TASK STATEMENT:
Scan the entries for the word "crates" and return every line that has it.

:: RECORDS SHOWN

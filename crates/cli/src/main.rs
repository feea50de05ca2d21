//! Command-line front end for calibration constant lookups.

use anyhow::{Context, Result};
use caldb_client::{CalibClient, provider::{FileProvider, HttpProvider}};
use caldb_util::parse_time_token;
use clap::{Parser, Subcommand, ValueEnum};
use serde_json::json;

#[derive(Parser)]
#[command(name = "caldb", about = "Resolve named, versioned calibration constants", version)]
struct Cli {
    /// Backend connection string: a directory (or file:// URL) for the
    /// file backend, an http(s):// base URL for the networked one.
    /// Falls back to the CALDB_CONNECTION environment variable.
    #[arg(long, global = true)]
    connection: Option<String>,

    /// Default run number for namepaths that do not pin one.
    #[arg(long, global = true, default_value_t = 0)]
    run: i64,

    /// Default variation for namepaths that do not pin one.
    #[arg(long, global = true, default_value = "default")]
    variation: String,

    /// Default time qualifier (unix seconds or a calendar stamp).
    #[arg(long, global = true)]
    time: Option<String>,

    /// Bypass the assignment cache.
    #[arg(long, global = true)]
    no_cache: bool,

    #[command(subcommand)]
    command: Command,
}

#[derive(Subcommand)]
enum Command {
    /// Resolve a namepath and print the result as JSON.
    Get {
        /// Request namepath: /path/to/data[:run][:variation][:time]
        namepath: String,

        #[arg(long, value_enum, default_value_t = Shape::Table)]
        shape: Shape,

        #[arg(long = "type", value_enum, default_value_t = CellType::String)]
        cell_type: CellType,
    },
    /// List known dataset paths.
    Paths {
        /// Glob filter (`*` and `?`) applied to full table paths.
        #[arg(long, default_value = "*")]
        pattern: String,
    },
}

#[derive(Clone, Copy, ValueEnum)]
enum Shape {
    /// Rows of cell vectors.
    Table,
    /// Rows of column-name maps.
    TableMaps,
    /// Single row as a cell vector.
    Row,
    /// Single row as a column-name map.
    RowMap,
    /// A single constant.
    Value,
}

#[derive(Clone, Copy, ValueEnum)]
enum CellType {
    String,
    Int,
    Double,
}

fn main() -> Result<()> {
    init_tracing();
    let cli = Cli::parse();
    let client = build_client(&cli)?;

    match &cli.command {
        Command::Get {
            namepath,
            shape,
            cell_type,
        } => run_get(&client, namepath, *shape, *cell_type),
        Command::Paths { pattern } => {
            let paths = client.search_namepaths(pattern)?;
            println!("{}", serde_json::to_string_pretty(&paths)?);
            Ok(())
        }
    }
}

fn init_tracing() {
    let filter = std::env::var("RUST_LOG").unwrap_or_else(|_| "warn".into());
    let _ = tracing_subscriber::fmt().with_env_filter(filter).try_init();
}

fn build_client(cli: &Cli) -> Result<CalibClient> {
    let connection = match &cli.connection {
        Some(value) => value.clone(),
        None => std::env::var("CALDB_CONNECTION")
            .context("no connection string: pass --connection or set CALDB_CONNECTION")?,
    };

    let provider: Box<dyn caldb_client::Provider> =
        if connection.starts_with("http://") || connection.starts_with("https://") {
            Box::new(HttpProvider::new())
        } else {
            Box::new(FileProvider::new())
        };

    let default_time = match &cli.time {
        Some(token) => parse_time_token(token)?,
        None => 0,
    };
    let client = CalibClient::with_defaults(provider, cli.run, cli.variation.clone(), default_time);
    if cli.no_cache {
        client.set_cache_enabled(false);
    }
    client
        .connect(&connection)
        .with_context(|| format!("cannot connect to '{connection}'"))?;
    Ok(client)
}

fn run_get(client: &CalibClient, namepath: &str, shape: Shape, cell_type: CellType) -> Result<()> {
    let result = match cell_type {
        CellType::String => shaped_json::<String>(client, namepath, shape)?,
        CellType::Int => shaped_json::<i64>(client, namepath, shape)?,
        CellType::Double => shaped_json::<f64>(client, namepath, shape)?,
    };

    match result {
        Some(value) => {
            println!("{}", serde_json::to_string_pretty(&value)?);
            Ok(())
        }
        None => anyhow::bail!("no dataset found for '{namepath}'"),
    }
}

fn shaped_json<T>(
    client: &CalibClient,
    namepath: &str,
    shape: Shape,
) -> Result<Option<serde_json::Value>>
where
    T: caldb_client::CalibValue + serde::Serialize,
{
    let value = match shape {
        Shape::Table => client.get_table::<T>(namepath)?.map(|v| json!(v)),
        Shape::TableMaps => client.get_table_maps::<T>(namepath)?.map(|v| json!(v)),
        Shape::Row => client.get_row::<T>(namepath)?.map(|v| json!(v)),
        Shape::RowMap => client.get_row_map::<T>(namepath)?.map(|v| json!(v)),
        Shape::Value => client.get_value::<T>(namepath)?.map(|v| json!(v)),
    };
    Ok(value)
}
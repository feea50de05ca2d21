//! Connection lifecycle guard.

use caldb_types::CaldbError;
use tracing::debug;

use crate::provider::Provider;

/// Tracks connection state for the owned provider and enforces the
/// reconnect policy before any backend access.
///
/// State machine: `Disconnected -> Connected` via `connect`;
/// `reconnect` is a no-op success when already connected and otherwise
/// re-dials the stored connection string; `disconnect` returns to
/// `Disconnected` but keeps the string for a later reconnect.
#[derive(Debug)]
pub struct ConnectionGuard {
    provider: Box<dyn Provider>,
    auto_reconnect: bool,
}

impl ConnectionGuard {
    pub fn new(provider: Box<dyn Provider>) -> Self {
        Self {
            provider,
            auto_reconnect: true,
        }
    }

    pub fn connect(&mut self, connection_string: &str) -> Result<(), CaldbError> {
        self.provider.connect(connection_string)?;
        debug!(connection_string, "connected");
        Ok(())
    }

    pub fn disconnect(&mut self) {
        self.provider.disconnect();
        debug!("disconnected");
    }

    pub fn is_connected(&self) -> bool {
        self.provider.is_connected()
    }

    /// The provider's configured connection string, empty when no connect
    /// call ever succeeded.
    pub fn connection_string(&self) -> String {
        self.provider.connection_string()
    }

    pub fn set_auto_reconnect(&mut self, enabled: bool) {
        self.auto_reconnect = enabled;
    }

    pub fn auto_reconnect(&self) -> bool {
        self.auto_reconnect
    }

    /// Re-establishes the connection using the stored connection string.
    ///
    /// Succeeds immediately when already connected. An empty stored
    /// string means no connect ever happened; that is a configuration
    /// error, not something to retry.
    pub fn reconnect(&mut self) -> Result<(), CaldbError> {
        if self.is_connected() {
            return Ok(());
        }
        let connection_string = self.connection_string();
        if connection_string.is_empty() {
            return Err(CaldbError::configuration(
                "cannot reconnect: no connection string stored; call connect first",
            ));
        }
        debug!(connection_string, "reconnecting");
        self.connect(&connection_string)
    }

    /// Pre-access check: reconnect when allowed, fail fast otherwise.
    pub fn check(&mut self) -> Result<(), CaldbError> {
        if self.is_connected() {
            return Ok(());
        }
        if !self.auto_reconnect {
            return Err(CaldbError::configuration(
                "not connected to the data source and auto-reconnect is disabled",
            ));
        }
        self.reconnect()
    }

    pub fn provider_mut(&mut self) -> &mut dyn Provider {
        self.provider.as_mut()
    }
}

::::
:: RECORDS SHOWN

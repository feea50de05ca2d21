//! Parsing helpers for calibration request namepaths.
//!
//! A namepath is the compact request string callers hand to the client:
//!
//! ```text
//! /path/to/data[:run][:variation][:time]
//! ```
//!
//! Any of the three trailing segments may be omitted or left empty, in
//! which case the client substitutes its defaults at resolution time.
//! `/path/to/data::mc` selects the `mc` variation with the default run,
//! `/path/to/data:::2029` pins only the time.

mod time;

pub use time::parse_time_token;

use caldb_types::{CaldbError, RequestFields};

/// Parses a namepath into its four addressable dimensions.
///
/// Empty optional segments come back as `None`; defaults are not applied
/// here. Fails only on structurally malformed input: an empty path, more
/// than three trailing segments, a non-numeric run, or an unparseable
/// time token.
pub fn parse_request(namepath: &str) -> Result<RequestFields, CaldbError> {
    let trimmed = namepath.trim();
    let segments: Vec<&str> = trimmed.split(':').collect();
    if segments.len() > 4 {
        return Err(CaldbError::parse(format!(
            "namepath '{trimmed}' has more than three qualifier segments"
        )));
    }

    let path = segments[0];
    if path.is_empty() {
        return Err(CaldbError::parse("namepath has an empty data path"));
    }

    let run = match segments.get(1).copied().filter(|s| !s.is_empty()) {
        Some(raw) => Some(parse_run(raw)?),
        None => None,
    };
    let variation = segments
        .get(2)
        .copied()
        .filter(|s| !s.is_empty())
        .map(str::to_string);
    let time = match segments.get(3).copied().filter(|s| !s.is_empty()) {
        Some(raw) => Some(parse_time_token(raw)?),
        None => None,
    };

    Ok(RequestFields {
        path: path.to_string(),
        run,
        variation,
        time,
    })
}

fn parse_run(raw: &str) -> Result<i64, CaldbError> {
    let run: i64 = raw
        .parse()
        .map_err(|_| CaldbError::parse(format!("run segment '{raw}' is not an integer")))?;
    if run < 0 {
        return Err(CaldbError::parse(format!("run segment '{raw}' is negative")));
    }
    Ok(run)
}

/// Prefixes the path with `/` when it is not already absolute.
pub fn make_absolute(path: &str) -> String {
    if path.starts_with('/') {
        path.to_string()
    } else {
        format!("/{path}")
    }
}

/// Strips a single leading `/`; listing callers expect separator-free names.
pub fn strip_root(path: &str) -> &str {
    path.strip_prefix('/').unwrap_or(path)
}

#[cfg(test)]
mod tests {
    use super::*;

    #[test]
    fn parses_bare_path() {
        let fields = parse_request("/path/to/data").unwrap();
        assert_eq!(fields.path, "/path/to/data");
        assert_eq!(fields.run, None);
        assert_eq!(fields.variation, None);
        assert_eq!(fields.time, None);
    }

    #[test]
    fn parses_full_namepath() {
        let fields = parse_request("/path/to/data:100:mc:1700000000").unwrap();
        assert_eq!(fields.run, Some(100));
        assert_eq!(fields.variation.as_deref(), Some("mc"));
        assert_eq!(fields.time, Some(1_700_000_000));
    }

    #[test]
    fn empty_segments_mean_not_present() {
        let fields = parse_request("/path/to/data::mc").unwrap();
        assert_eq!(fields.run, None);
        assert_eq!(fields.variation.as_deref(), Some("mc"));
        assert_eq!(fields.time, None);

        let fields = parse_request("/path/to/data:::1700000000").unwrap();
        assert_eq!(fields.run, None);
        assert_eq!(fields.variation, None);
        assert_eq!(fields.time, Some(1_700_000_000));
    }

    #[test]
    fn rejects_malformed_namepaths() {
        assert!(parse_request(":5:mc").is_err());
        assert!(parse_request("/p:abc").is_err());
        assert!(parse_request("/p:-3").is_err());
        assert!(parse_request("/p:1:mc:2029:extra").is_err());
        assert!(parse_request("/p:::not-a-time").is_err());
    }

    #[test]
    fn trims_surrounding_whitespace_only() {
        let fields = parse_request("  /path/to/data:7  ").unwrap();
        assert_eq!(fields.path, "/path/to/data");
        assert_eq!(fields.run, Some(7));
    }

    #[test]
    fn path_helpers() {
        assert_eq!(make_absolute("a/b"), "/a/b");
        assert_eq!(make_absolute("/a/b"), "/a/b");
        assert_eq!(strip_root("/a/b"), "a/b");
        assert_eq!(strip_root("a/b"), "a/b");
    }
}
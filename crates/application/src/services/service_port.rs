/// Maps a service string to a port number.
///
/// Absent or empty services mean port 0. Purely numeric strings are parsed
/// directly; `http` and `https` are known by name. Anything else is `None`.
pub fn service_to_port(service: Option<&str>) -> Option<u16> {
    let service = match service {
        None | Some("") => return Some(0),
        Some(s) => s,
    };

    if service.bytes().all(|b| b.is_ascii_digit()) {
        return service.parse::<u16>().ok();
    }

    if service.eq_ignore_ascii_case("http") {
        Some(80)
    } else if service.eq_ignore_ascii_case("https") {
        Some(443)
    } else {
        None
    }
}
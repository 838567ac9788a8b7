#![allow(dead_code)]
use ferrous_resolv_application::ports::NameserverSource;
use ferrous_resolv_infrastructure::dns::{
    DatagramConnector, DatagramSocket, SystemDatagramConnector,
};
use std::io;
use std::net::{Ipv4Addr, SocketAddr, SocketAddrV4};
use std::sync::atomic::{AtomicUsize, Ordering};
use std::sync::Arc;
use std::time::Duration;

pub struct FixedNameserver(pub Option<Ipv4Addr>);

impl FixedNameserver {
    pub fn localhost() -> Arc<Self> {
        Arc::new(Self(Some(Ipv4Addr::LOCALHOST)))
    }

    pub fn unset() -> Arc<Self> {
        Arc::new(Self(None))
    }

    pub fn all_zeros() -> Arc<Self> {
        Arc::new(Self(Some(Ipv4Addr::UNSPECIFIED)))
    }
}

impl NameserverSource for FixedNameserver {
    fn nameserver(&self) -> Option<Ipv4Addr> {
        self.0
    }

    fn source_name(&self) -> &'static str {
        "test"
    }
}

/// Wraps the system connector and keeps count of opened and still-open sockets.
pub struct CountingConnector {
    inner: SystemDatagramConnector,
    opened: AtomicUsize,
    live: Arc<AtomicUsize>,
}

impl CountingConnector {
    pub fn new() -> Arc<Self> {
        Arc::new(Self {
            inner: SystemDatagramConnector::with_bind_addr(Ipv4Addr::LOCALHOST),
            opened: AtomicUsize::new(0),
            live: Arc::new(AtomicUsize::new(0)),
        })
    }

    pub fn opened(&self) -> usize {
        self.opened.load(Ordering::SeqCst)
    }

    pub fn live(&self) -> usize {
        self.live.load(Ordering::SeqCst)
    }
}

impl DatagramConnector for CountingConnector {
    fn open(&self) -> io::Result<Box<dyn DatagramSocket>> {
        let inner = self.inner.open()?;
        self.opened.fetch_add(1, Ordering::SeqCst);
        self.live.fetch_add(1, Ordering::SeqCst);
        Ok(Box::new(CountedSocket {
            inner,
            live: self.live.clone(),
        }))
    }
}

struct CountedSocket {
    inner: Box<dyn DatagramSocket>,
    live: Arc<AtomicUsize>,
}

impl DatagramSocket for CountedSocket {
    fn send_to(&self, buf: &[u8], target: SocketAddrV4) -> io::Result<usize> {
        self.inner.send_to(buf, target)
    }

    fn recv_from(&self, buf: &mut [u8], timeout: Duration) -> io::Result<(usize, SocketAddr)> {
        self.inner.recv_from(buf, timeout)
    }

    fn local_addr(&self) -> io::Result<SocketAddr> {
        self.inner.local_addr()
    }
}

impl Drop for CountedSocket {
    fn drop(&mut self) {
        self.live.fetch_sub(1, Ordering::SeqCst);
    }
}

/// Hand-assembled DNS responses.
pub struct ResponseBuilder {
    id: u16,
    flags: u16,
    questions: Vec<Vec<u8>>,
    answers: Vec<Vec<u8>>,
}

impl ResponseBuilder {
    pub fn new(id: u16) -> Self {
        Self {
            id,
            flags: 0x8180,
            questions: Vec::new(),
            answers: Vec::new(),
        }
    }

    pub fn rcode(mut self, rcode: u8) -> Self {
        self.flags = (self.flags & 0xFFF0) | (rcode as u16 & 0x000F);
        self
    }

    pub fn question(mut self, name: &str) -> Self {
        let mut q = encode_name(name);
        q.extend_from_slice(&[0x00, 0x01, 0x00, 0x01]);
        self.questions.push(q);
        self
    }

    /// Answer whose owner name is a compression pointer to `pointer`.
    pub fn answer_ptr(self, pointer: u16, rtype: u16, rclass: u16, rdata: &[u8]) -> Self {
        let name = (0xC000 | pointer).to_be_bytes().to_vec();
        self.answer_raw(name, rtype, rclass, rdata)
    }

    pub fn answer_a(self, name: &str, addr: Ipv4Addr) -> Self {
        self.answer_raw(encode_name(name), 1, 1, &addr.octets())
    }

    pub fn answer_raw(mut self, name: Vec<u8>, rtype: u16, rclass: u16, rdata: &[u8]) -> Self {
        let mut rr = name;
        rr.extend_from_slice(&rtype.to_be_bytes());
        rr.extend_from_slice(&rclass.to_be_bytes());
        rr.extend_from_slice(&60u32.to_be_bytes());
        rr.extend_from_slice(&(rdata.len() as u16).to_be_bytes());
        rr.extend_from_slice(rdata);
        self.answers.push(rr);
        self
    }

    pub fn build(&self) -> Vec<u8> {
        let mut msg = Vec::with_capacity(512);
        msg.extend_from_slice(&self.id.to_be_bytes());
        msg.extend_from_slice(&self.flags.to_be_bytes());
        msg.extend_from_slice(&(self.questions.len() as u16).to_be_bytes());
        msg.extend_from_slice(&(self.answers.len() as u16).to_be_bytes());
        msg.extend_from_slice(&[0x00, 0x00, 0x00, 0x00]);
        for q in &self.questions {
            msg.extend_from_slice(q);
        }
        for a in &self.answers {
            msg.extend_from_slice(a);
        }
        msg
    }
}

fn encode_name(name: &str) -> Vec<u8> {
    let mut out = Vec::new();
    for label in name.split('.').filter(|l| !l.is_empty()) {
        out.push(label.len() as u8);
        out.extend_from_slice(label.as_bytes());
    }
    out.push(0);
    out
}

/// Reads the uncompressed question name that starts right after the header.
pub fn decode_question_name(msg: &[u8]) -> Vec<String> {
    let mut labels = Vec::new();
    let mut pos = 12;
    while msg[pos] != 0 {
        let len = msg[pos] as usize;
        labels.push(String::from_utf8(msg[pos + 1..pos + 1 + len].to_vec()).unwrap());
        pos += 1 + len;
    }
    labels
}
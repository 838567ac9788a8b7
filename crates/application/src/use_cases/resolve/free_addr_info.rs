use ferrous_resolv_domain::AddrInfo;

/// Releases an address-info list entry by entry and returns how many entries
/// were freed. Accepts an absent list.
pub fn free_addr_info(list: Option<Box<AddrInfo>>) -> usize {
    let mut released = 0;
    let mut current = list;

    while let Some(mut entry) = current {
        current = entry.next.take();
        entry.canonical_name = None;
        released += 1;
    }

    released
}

::::

RESPONSE TO THE TASK:
filename crates/cli/src/main.rs
filename crates/application/src/services/service_port.rs
filename crates/application/src/use_cases/resolve/free_addr_info.rs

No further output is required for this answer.